- What you will do:
Give back the full data, retyped precisely.

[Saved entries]
========================================================================

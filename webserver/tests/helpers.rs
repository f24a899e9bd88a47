//! Test helper utilities for webserver integration tests

use axum::{
    body::{to_bytes, Body},
    http::{header, Method, Request, StatusCode},
    Router,
};
use serde_json::Value;
use tower::ServiceExt;

use shared::ServerConfig;
use webserver::{
    AuditRecord, CityRecord, HealthRecord, Repository, SqliteRepository, Storage, TrafficRecord, WebServer,
};

/// Grid limit used by the test servers
pub const TEST_MAX_GRID_SIZE: u32 = 20;

pub fn test_config() -> ServerConfig {
    ServerConfig {
        port: 0,
        database_path: ServerConfig::IN_MEMORY.to_string(),
        max_grid_size: TEST_MAX_GRID_SIZE,
        ..ServerConfig::default()
    }
}

pub type SqliteServer = WebServer<
    SqliteRepository<TrafficRecord>,
    SqliteRepository<HealthRecord>,
    SqliteRepository<CityRecord>,
    SqliteRepository<AuditRecord>,
>;

/// Server backed by a fresh in-memory database
pub fn sqlite_server() -> SqliteServer {
    let config = test_config();
    let storage = Storage::from_config(&config).expect("in-memory storage");
    WebServer::new(
        &config,
        storage.repository(),
        storage.repository(),
        storage.repository(),
        storage.repository(),
    )
}

/// Server with a custom traffic repository and in-memory storage for the rest
pub fn server_with_traffic<T>(traffic: T) -> Router
where
    T: Repository<TrafficRecord> + Clone + 'static,
{
    let config = test_config();
    let storage = Storage::from_config(&config).expect("in-memory storage");
    WebServer::new(
        &config,
        traffic,
        storage.repository::<HealthRecord>(),
        storage.repository::<CityRecord>(),
        storage.repository::<AuditRecord>(),
    )
    .build_router()
}

async fn send(router: &Router, request: Request<Body>) -> (StatusCode, Value) {
    let response = router.clone().oneshot(request).await.expect("router is infallible");
    let status = response.status();
    let bytes = to_bytes(response.into_body(), usize::MAX).await.expect("body");
    let body = serde_json::from_slice(&bytes).unwrap_or(Value::Null);
    (status, body)
}

pub async fn get_json(router: &Router, uri: &str) -> (StatusCode, Value) {
    let request = Request::builder().uri(uri).body(Body::empty()).unwrap();
    send(router, request).await
}

pub async fn post_json(router: &Router, uri: &str, body: &Value) -> (StatusCode, Value) {
    post_raw(router, uri, body.to_string()).await
}

pub async fn post_raw(router: &Router, uri: &str, body: String) -> (StatusCode, Value) {
    let request = Request::builder()
        .method(Method::POST)
        .uri(uri)
        .header(header::CONTENT_TYPE, "application/json")
        .body(Body::from(body))
        .unwrap();
    send(router, request).await
}

/// Assert the error envelope and return its `error` object
pub fn expect_error(status: StatusCode, body: &Value, expected: StatusCode) -> &Value {
    assert_eq!(status, expected, "unexpected body: {body}");
    assert_eq!(body["success"], false);
    &body["error"]
}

========================================================================

- Answer to this exercise:
filename webserver/tests/helpers.rs
repository f24a899e9bd88a47
//! Test helper utilities for webserver integration tests

use axum::{
    body::{to_bytes, Body},
    http::{header, Method, Request, StatusCode},
    Router,
};
use serde_json::Value;
use tower::ServiceExt;

use shared::ServerConfig;
use webserver::{
    AuditRecord, CityRecord, HealthRecord, Repository, SqliteRepository, Storage, TrafficRecord, WebServer,
};

/// Grid limit used by the test servers
pub const TEST_MAX_GRID_SIZE: u32 = 20;

pub fn test_config() -> ServerConfig {
    ServerConfig {
        port: 0,
        database_path: ServerConfig::IN_MEMORY.to_string(),
        max_grid_size: TEST_MAX_GRID_SIZE,
        ..ServerConfig::default()
    }
}

pub type SqliteServer = WebServer<
    SqliteRepository<TrafficRecord>,
    SqliteRepository<HealthRecord>,
    SqliteRepository<CityRecord>,
    SqliteRepository<AuditRecord>,
>;

/// Server backed by a fresh in-memory database
pub fn sqlite_server() -> SqliteServer {
    let config = test_config();
    let storage = Storage::from_config(&config).expect("in-memory storage");
    WebServer::new(
        &config,
        storage.repository(),
        storage.repository(),
        storage.repository(),
        storage.repository(),
    )
}

/// Server with a custom traffic repository and in-memory storage for the rest
pub fn server_with_traffic<T>(traffic: T) -> Router
where
    T: Repository<TrafficRecord> + Clone + 'static,
{
    let config = test_config();
    let storage = Storage::from_config(&config).expect("in-memory storage");
    WebServer::new(
        &config,
        traffic,
        storage.repository::<HealthRecord>(),
        storage.repository::<CityRecord>(),
        storage.repository::<AuditRecord>(),
    )
    .build_router()
}

async fn send(router: &Router, request: Request<Body>) -> (StatusCode, Value) {
    let response = router.clone().oneshot(request).await.expect("router is infallible");
    let status = response.status();
    let bytes = to_bytes(response.into_body(), usize::MAX).await.expect("body");
    let body = serde_json::from_slice(&bytes).unwrap_or(Value::Null);
    (status, body)
}

pub async fn get_json(router: &Router, uri: &str) -> (StatusCode, Value) {
    let request = Request::builder().uri(uri).body(Body::empty()).unwrap();
    send(router, request).await
}

pub async fn post_json(router: &Router, uri: &str, body: &Value) -> (StatusCode, Value) {
    post_raw(router, uri, body.to_string()).await
}

pub async fn post_raw(router: &Router, uri: &str, body: String) -> (StatusCode, Value) {
    let request = Request::builder()
        .method(Method::POST)
        .uri(uri)
        .header(header::CONTENT_TYPE, "application/json")
        .body(Body::from(body))
        .unwrap();
    send(router, request).await
}

/// Assert the error envelope and return its `error` object
pub fn expect_error(status: StatusCode, body: &Value, expected: StatusCode) -> &Value {
    assert_eq!(status, expected, "unexpected body: {body}");
    assert_eq!(body["success"], false);
    &body["error"]
}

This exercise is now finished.